Melissodes desponsus

Scientific classification
- Kingdom: Animalia
- Phylum: Arthropoda
- Class: Insecta
- Order: Hymenoptera
- Family: Apidae
- Genus: Melissodes
- Species: M. desponsus
- Binomial name: Melissodes desponsus Smith, 1854

= Melissodes desponsus =

- Genus: Melissodes
- Species: desponsus
- Authority: Smith, 1854

Species of bee

Melissodes desponsus, the eastern thistle longhorn bee, is a species of long-horned bee in the family Apidae. The bees are active in mid-to-late-summer.

==Description==
These ground-nesting, solitary bees have pale yellow thoraxes and black abdomens. Females are 12-13.5 mm and have distinctive orange scopae on their hind legs, although they are often covered with white Cirsium pollen.

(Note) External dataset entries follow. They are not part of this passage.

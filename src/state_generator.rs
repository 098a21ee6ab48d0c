//! spec.md §4.11 — `StateGenerator`: the orchestrator that owns the scalar
//! cross-cutting constraints and sequences all ten sub-generators.

use std::collections::BTreeSet;
use std::fmt;

use itertools::Itertools;
use primitive_types::U256;
use rand::RngCore;
use tracing::instrument;

use crate::code::CodeGenerator;
use crate::error::{GenerateError, UnsatisfiableReason};
use crate::evm::{address_from_u256, random_bytes, revision_for_block, u256_from_address, Address, Hash};
use crate::generators::accounts::AccountsGenerator;
use crate::generators::block_context::BlockContextGenerator;
use crate::generators::call_context::CallContextGenerator;
use crate::generators::call_journal::CallJournalGenerator;
use crate::generators::memory::MemoryGenerator;
use crate::generators::self_destructed::SelfDestructedGenerator;
use crate::generators::stack::StackGenerator;
use crate::generators::storage::StorageGenerator;
use crate::generators::transaction_context::TransactionContextGenerator;
use crate::generators::transient_storage::TransientStorageGenerator;
use crate::solver::RangeSolver;
use crate::state::{State, Status};
use crate::variable::{Assignment, Variable};

/// Upper bound on gas and |gas refund|, per spec.md §4.11 (`gas ∈
/// [0..MaxGasUsedByCt]`, `refund ∈ [-MaxGasUsedByCt..MaxGasUsedByCt]`).
pub const MAX_GAS_USED_BY_CT: u64 = 30_000_000;

/// Longest random call-data / last-call-return-data the orchestrator
/// synthesizes when neither is otherwise constrained (spec.md §4.11 step 9).
const MAX_AUX_DATA_LEN: usize = 256;

#[derive(Debug, Clone, Default)]
pub struct StateGenerator {
    status: Vec<Status>,
    read_only: Vec<bool>,
    pc_const: Vec<u64>,
    pc_var: Vec<Variable>,
    gas: RangeSolver<u64>,
    gas_refund: RangeSolver<i128>,
    bindings: Vec<(Variable, U256)>,
    self_address_const: Vec<Address>,
    self_address_var: Vec<Variable>,

    code: CodeGenerator,
    stack: StackGenerator,
    memory: MemoryGenerator,
    storage: StorageGenerator,
    transient_storage: TransientStorageGenerator,
    accounts: AccountsGenerator,
    block_context: BlockContextGenerator,
    call_context: CallContextGenerator,
    call_journal: CallJournalGenerator,
    transaction_context: TransactionContextGenerator,
    self_destructed: SelfDestructedGenerator,
}

impl StateGenerator {
    pub fn new() -> Self {
        Self {
            gas: RangeSolver::new(0, MAX_GAS_USED_BY_CT),
            gas_refund: RangeSolver::new(-(MAX_GAS_USED_BY_CT as i128), MAX_GAS_USED_BY_CT as i128),
            ..Default::default()
        }
    }

    /* ---- cross-cutting scalar constraints ---- */

    pub fn set_status(&mut self, status: Status) {
        self.status.push(status);
    }

    pub fn set_read_only(&mut self, read_only: bool) {
        self.read_only.push(read_only);
    }

    pub fn set_pc(&mut self, pc: u64) {
        self.pc_const.push(pc);
    }

    pub fn bind_pc(&mut self, var: Variable) {
        self.pc_var.push(var);
    }

    pub fn add_gas_min(&mut self, min: u64) {
        self.gas.add_lower_boundary(min);
    }

    pub fn add_gas_max(&mut self, max: u64) {
        self.gas.add_upper_boundary(max);
    }

    pub fn set_gas(&mut self, gas: u64) {
        self.gas.add_equality_constraint(gas);
    }

    pub fn add_gas_refund_min(&mut self, min: i128) {
        self.gas_refund.add_lower_boundary(min);
    }

    pub fn add_gas_refund_max(&mut self, max: i128) {
        self.gas_refund.add_upper_boundary(max);
    }

    pub fn set_gas_refund(&mut self, refund: i128) {
        self.gas_refund.add_equality_constraint(refund);
    }

    pub fn bind(&mut self, var: Variable, value: U256) {
        self.bindings.push((var, value));
    }

    pub fn set_self_address(&mut self, addr: Address) {
        self.self_address_const.push(addr);
    }

    pub fn bind_to_self_address(&mut self, var: Variable) {
        self.self_address_var.push(var);
    }

    /* ---- sub-generator accessors (builder-style delegation) ---- */

    pub fn code_mut(&mut self) -> &mut CodeGenerator {
        &mut self.code
    }

    pub fn stack_mut(&mut self) -> &mut StackGenerator {
        &mut self.stack
    }

    pub fn storage_mut(&mut self) -> &mut StorageGenerator {
        &mut self.storage
    }

    pub fn transient_storage_mut(&mut self) -> &mut TransientStorageGenerator {
        &mut self.transient_storage
    }

    pub fn accounts_mut(&mut self) -> &mut AccountsGenerator {
        &mut self.accounts
    }

    pub fn block_context_mut(&mut self) -> &mut BlockContextGenerator {
        &mut self.block_context
    }

    pub fn call_context_mut(&mut self) -> &mut CallContextGenerator {
        &mut self.call_context
    }

    pub fn call_journal_mut(&mut self) -> &mut CallJournalGenerator {
        &mut self.call_journal
    }

    pub fn transaction_context_mut(&mut self) -> &mut TransactionContextGenerator {
        &mut self.transaction_context
    }

    pub fn self_destructed_mut(&mut self) -> &mut SelfDestructedGenerator {
        &mut self.self_destructed
    }

    /// spec.md §4.11's thirteen-step `Generate`.
    #[instrument(level = "debug", skip(self, rng))]
    pub fn generate(&self, rng: &mut dyn RngCore) -> Result<State, GenerateError> {
        // 1. Apply variable bindings.
        let mut assignment = Assignment::new();
        for (var, value) in &self.bindings {
            if !assignment.bind(var.clone(), *value) {
                return Err(UnsatisfiableReason::conflict("bindings", format!("{var} pre-assigned twice")).into());
            }
        }

        // 2. Status.
        let status = resolve_singleton(&self.status, "status")?.unwrap_or(Status::Running);

        // 3. Code (may introduce new assignments).
        let code = self.code.generate(&mut assignment, rng)?;

        // 4. Read-only.
        let read_only = resolve_singleton(&self.read_only, "read_only")?.unwrap_or(false);

        // 5. PC. Only `StackGenerator` may raise `UnboundVariable` (spec.md
        // §7); every other stage, this one included, binds an unbound
        // variable on demand instead of erroring.
        let mut pc_values: BTreeSet<u64> = self.pc_const.iter().copied().collect();
        let mut unbound_pc_vars: Vec<&Variable> = Vec::new();
        for var in &self.pc_var {
            if let Some(value) = assignment.get(var) {
                pc_values.insert(u64_from_u256(value, "pc")?);
            } else {
                unbound_pc_vars.push(var);
            }
        }
        let pc = resolve_singleton(&pc_values.into_iter().collect::<Vec<_>>(), "pc")?
            .map(Ok)
            .unwrap_or_else(|| -> Result<u64, GenerateError> {
                if code.length() == 0 {
                    Ok(0)
                } else {
                    let mut solver = RangeSolver::new(0u64, code.length() as u64 - 1);
                    solver.generate(rng)
                }
            })?;
        for var in unbound_pc_vars {
            if !assignment.bind(var.clone(), U256::from(pc)) {
                return Err(UnsatisfiableReason::conflict("pc", format!("{var} already bound to a different value")).into());
            }
        }

        // 6. Gas and gas refund.
        let gas = self.gas.generate(rng)?;
        let gas_refund = self.gas_refund.generate(rng)?;

        // 7. Self-address.
        let self_address = resolve_self_address(&self.self_address_const, &self.self_address_var, &mut assignment, rng)?;

        // 8. CallContext, CallJournal.
        let call_context = self.call_context.generate(rng)?;
        let call_journal = self.call_journal.generate(rng)?;

        // 9. Random call-data / last-call-return-data.
        use rand::Rng;
        let call_data = random_bytes(rng, rng.gen_range(0..=MAX_AUX_DATA_LEN));
        let last_call_return_data = random_bytes(rng, rng.gen_range(0..=MAX_AUX_DATA_LEN));

        // 10. SelfDestructed.
        let self_destructed = self.self_destructed.generate(rng)?;

        // 11. Recent block hashes: 256 distinct random hashes.
        let mut seen_hashes = BTreeSet::new();
        let mut recent_block_hashes = Vec::with_capacity(256);
        while recent_block_hashes.len() < 256 {
            let h = Hash::random(rng);
            if seen_hashes.insert(h) {
                recent_block_hashes.push(h);
            }
        }

        // 12. Storage, TransientStorage, Accounts, Memory, TransactionContext,
        // BlockContext, Stack — in that order.
        let storage = self.storage.generate(&mut assignment, rng)?;
        let transient_storage = self.transient_storage.generate(&mut assignment, rng)?;
        let accounts = self.accounts.generate(self_address, &mut assignment, rng)?;
        let memory = self.memory.generate(rng)?;
        let transaction_context = self.transaction_context.generate(&mut assignment, rng)?;
        let block_context = self.block_context.generate(&mut assignment, rng)?;
        let stack = self.stack.generate(&assignment, rng)?;

        // 13. Derive revision from the drawn block number (already computed
        // inside BlockContextGenerator::generate, kept here for clarity).
        let revision = revision_for_block(block_context.block_number);
        debug_assert_eq!(revision, block_context.revision);

        Ok(State {
            status,
            revision,
            pc,
            gas,
            gas_refund,
            read_only,
            self_address,
            self_destructed,
            code,
            stack,
            memory,
            storage,
            transient_storage,
            accounts,
            block_context,
            call_context,
            call_journal,
            transaction_context,
            call_data,
            last_call_return_data,
            recent_block_hashes,
        })
    }

    pub fn clone_store(&self) -> Self {
        self.clone()
    }

    pub fn restore(&mut self, other: &Self) {
        *self = other.clone();
    }
}

fn resolve_singleton<T>(values: &[T], field: &'static str) -> Result<Option<T>, GenerateError>
where
    T: Copy + Eq + std::hash::Hash + fmt::Debug,
{
    let distinct: Vec<T> = values.iter().copied().unique().collect();
    match distinct.len() {
        0 => Ok(None),
        1 => Ok(Some(distinct[0])),
        _ => Err(UnsatisfiableReason::conflict(field, format!("{distinct:?} are mutually exclusive")).into()),
    }
}

fn u64_from_u256(v: U256, field: &'static str) -> Result<u64, GenerateError> {
    if v > U256::from(u64::MAX) {
        return Err(UnsatisfiableReason::out_of_range(field, format!("{v:#x} does not fit in 64 bits")).into());
    }
    Ok(v.as_u64())
}

fn resolve_self_address(
    consts: &[Address],
    vars: &[Variable],
    assignment: &mut Assignment,
    rng: &mut dyn RngCore,
) -> Result<Address, GenerateError> {
    let mut distinct_consts: Vec<Address> = Vec::new();
    for &a in consts {
        if !distinct_consts.contains(&a) {
            distinct_consts.push(a);
        }
    }
    if distinct_consts.len() > 1 {
        return Err(UnsatisfiableReason::conflict("self_address", "more than one constant self-address").into());
    }

    let mut pre_assigned: Option<Address> = None;
    for var in vars {
        if let Some(v) = assignment.get(var) {
            let addr = address_from_u256(v);
            match pre_assigned {
                Some(existing) if existing != addr => {
                    return Err(UnsatisfiableReason::conflict("self_address", "pre-assigned variables disagree").into());
                }
                _ => pre_assigned = Some(addr),
            }
        }
    }

    if let (Some(c), Some(p)) = (distinct_consts.first(), pre_assigned) {
        if *c != p {
            return Err(UnsatisfiableReason::conflict("self_address", "constant and pre-assigned variable disagree").into());
        }
    }

    let self_address = distinct_consts
        .first()
        .copied()
        .or(pre_assigned)
        .unwrap_or_else(|| Address::random(rng));

    for var in vars {
        if !assignment.bind(var.clone(), u256_from_address(self_address)) {
            return Err(UnsatisfiableReason::conflict("self_address", format!("{var} already bound to a different value")).into());
        }
    }

    Ok(self_address)
}

impl fmt::Display for StateGenerator {
    fn fmt(&self, f: &mut fmt::Formatter<'_>) -> fmt::Result {
        let mut parts = Vec::new();
        for s in &self.status {
            parts.push(format!("status={s:?}"));
        }
        for r in &self.read_only {
            parts.push(format!("readOnly={r}"));
        }
        for pc in &self.pc_const {
            parts.push(format!("pc={pc}"));
        }
        for var in &self.pc_var {
            parts.push(format!("pc={var}"));
        }
        parts.push(format!("gas: {}", self.gas));
        parts.push(format!("gasRefund: {}", self.gas_refund));
        for addr in &self.self_address_const {
            parts.push(format!("selfAddress={addr}"));
        }
        for var in &self.self_address_var {
            parts.push(format!("selfAddress={var}"));
        }
        write!(f, "{}", parts.join(","))
    }
}

#[cfg(test)]
mod tests {
    use super::*;
    use crate::evm::{ADD, STOP};
    use rand::{rngs::StdRng, SeedableRng};

    #[test]
    fn conflicting_status_is_unsatisfiable() {
        let mut g = StateGenerator::new();
        g.set_status(Status::Running);
        g.set_status(Status::Failed);
        let mut rng = StdRng::seed_from_u64(1);
        assert!(g.generate(&mut rng).is_err());
    }

    #[test]
    fn conflicting_push2_then_stop_is_unsatisfiable() {
        let mut g = StateGenerator::new();
        g.code_mut().set_operation(4, crate::evm::PUSH2);
        g.code_mut().set_operation(5, STOP);
        let mut rng = StdRng::seed_from_u64(2);
        assert!(g.generate(&mut rng).is_err());
    }

    #[test]
    fn add_operation_succeeds_with_empty_assignment() {
        let mut g = StateGenerator::new();
        g.code_mut().add_operation(Variable::new("A"), STOP);
        g.code_mut().add_operation(Variable::new("B"), ADD);
        let mut rng = StdRng::seed_from_u64(3);
        assert!(g.generate(&mut rng).is_ok());
    }

    #[test]
    fn bind_to_self_address_twice_succeeds() {
        let mut g = StateGenerator::new();
        g.bind_to_self_address(Variable::new("Y"));
        g.bind_to_self_address(Variable::new("Y"));
        let mut rng = StdRng::seed_from_u64(4);
        assert!(g.generate(&mut rng).is_ok());
    }

    #[test]
    fn unbound_pc_var_is_bound_to_resolved_pc_for_downstream_reuse() {
        use crate::evm::StorageStatus;

        let mut g = StateGenerator::new();
        let p = Variable::new("P");
        g.bind_pc(p.clone());
        // Reusing `p` as a storage key lets us observe, from the public
        // `State` surface, that PC resolution actually bound it (storage is
        // resolved after PC, so it reads the same assignment entry back).
        g.storage_mut().bind_storage_configuration(StorageStatus::Assigned, p, Variable::new("nv"));
        let mut rng = StdRng::seed_from_u64(5);
        let state = g.generate(&mut rng).unwrap();
        assert!(state.storage.get(U256::from(state.pc)).is_some());
    }

    #[test]
    fn restore_leaves_display_unchanged() {
        use pretty_assertions::assert_eq;

        let mut g = StateGenerator::new();
        g.add_gas_min(10);
        g.code_mut().add_operation(Variable::new("A"), STOP);
        let snapshot = g.clone_store();
        let before = g.to_string();
        g.add_gas_max(20);
        g.code_mut().add_operation(Variable::new("B"), ADD);
        g.restore(&snapshot);
        assert_eq!(g.to_string(), before);
    }
}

Males are 11-13.5 mm, have longer antennae and yellow clypei.

==Range==
Melissodes desponsus is found across the northeastern quadrant of the United States, reaching into southern Canada.

==Habitat==
Cirsium thistles are host plants of these bees.

==Conservation==
This species does not have a widely documented conservation status, although it is listed as vulnerable or imperiled by several regional sources.

==Taxonomy==
The species has several synonymous scientific names. The female of the species was described as M. desponsa and the male was described as M. nigripes in 1854 by Frederick Smith. Other synonyms include M. americana, M. daponsa and M. cnici.